[Work instruction]
Where does the word "transaction" appear in the entries below? Copy each line that holds it.

[Supplied material]

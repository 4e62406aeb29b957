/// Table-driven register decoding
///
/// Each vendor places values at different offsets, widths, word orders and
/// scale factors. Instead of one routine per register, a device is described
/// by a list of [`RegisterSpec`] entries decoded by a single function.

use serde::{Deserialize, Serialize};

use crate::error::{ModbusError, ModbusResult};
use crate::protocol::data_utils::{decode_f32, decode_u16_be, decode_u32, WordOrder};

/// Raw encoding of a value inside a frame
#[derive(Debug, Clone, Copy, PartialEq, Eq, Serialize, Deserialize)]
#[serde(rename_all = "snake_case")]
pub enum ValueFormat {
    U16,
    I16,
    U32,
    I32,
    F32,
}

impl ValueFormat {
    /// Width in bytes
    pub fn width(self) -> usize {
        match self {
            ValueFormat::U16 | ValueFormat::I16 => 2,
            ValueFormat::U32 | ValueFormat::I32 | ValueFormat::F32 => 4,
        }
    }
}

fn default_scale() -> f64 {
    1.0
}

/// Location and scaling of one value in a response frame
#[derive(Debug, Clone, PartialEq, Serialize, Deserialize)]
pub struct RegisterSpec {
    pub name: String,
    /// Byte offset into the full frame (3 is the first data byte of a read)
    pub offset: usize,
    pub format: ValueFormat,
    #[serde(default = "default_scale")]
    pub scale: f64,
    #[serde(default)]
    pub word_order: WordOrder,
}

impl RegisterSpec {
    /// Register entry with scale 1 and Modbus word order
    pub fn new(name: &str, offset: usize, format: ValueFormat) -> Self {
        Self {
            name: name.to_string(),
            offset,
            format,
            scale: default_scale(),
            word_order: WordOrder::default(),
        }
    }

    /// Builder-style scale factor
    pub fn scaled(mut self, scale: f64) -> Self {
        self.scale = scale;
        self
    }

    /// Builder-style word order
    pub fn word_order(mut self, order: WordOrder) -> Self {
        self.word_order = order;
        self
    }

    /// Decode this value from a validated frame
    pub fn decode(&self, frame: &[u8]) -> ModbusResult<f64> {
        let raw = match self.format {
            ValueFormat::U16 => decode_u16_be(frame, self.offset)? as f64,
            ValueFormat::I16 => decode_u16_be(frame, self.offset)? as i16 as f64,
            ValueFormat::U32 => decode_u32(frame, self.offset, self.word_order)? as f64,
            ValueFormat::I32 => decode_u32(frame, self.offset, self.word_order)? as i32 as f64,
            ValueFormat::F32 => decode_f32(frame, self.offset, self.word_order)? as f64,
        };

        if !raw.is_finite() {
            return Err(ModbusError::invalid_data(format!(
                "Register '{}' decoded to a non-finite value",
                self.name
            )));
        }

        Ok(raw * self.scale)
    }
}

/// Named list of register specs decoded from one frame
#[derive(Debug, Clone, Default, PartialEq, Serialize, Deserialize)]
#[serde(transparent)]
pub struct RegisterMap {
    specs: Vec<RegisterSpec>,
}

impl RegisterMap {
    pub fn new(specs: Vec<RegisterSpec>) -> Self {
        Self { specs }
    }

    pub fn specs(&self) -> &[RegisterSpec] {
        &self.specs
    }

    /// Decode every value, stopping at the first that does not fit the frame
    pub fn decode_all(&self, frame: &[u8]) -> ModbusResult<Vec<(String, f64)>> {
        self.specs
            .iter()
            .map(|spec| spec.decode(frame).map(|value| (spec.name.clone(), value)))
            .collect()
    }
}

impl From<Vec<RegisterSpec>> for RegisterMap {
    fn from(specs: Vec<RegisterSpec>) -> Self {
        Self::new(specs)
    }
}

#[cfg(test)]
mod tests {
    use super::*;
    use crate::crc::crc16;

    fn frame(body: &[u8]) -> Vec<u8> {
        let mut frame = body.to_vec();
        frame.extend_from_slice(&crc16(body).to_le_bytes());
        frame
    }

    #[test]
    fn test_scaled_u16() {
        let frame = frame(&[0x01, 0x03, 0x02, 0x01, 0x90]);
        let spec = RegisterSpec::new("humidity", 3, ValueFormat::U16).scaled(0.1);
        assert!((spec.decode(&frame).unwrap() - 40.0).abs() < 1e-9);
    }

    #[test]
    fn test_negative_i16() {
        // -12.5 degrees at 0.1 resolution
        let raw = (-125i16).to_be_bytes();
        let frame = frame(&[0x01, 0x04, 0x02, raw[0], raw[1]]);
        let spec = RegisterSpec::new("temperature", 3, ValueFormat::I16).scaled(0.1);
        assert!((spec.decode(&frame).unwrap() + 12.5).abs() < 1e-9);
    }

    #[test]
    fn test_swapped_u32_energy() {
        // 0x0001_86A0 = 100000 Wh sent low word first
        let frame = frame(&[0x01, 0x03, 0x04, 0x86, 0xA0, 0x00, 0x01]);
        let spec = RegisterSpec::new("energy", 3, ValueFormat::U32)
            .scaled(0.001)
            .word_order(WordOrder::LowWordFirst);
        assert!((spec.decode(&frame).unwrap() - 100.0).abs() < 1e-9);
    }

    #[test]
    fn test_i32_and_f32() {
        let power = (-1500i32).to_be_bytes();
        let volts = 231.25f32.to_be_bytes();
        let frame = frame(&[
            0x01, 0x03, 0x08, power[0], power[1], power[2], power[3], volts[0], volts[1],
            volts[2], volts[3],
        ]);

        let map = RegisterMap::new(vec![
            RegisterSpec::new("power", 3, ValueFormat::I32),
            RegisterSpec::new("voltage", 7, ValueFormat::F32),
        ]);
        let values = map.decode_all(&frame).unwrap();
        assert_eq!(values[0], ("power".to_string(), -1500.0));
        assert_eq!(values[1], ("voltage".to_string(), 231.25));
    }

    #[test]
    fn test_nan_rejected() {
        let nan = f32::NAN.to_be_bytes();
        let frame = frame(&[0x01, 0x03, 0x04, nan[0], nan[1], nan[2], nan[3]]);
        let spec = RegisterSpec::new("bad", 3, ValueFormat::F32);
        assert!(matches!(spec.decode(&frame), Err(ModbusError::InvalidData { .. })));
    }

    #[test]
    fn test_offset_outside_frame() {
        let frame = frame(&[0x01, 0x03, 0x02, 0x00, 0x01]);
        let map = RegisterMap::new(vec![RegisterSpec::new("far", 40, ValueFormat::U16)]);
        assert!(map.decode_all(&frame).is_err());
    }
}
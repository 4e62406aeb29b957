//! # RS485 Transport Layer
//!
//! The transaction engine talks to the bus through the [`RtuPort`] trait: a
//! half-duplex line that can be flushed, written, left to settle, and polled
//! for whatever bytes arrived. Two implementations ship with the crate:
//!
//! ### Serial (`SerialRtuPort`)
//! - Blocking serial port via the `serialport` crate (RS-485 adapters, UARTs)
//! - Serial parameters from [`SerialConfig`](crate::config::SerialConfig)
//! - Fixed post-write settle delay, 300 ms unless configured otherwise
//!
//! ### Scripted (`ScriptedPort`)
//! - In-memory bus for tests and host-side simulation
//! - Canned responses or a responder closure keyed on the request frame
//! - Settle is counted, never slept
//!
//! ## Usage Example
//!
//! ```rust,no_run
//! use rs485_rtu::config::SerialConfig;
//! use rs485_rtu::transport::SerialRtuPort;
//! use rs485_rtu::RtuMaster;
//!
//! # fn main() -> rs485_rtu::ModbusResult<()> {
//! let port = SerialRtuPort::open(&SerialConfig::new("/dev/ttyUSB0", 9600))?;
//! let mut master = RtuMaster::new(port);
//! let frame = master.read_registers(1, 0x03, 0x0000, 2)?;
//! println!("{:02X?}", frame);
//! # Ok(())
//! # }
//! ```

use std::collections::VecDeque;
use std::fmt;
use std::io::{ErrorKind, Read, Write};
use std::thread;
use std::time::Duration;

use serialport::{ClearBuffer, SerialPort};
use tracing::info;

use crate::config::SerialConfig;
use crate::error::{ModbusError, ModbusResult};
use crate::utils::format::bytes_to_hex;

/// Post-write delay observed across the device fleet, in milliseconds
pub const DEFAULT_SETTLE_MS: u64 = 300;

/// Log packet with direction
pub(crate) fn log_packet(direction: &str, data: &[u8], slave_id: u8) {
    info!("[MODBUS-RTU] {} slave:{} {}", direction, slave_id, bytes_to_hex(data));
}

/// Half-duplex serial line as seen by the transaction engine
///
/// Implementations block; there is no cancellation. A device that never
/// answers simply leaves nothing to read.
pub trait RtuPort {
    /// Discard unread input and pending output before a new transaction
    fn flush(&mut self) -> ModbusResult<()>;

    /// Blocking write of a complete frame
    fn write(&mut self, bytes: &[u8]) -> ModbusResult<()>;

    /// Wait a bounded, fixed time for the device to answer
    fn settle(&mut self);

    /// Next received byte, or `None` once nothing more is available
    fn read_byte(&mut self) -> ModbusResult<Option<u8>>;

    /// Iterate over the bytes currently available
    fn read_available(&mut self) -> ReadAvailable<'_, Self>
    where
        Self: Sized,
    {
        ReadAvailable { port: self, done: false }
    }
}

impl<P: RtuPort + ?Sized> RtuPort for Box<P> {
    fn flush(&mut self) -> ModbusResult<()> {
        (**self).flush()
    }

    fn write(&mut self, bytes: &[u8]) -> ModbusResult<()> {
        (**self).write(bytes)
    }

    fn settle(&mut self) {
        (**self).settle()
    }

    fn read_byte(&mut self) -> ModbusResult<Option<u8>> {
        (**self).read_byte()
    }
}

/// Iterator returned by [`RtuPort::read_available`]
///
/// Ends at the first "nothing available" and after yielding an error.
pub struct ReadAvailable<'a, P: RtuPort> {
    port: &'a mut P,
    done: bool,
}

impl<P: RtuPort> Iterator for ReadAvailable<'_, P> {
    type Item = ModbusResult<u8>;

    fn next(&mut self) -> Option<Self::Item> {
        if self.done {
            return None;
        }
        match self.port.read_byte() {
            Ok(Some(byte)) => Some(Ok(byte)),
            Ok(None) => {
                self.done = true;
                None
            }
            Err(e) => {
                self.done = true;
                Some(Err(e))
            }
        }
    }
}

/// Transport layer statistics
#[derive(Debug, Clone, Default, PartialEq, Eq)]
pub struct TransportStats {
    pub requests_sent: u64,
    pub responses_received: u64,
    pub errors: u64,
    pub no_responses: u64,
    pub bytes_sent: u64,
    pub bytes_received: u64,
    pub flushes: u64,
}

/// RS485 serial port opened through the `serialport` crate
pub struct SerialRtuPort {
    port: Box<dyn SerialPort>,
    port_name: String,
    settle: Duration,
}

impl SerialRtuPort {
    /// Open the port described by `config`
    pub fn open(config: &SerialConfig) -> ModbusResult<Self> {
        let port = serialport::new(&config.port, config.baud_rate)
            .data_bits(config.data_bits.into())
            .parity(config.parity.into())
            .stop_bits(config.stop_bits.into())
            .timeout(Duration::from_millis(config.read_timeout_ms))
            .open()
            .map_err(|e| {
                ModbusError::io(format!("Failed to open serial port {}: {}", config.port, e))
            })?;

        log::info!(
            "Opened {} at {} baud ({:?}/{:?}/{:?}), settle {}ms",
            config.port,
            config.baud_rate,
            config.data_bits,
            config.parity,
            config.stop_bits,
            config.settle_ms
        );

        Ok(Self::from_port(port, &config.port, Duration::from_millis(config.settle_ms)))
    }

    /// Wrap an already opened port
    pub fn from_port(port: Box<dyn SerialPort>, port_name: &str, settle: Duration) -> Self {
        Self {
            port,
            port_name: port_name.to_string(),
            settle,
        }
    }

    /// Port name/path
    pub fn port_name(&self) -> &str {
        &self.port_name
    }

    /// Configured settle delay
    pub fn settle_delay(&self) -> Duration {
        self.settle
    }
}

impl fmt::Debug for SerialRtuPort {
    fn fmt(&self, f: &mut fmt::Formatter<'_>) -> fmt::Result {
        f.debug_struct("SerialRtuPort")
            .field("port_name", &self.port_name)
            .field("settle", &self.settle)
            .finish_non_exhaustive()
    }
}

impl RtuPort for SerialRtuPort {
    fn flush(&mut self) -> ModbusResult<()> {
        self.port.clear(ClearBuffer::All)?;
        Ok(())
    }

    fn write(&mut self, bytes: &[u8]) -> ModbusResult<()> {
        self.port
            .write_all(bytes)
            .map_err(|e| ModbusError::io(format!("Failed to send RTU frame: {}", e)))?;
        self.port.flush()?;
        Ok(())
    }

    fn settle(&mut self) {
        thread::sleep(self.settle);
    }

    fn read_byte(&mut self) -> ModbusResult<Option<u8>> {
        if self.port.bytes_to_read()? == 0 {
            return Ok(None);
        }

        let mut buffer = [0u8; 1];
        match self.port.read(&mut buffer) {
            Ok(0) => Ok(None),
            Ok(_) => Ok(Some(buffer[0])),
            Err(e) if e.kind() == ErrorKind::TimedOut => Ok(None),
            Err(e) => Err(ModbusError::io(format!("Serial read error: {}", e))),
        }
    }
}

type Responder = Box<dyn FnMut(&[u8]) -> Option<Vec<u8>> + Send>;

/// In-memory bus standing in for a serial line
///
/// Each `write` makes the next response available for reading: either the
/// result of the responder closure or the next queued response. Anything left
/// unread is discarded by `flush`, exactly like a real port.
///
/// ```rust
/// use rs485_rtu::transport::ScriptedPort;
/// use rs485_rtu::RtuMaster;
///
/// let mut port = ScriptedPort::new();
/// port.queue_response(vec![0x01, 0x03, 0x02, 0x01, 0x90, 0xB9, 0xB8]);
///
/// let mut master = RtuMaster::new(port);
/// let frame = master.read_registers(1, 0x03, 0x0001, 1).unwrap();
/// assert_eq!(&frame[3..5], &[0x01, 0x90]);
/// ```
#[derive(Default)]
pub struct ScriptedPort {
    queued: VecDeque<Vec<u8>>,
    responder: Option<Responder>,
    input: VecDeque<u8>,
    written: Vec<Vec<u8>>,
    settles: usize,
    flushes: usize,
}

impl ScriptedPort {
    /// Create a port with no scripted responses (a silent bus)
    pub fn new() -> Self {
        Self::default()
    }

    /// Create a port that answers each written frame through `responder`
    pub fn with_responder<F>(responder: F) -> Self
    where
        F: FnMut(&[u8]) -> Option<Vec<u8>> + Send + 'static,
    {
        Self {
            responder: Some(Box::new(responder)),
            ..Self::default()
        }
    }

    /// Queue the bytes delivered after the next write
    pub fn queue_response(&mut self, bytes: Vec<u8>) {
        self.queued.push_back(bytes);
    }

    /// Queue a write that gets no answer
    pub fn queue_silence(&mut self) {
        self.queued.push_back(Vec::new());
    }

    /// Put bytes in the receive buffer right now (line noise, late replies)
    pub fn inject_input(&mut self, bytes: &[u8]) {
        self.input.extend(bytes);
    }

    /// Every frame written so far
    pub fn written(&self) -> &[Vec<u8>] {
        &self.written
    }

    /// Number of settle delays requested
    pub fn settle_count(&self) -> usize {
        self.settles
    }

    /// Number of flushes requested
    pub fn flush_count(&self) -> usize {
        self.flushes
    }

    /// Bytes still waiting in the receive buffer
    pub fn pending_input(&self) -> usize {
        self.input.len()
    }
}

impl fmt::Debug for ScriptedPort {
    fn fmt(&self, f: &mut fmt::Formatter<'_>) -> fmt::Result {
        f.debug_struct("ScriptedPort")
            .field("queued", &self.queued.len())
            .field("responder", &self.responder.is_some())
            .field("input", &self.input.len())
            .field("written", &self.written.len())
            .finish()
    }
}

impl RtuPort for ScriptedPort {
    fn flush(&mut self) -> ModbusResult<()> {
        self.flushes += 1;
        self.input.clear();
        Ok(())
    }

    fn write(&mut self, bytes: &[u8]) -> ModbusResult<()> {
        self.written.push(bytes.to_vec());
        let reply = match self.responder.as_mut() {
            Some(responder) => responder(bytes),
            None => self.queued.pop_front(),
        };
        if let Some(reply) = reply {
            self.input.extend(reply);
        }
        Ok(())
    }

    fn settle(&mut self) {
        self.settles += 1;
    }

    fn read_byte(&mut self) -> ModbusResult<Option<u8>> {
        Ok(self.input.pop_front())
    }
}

[Output]
//! The transaction engine talks to the bus through the [`RtuPort`] trait: a
/// Half-duplex serial line as seen by the transaction engine
    /// Discard unread input and pending output before a new transaction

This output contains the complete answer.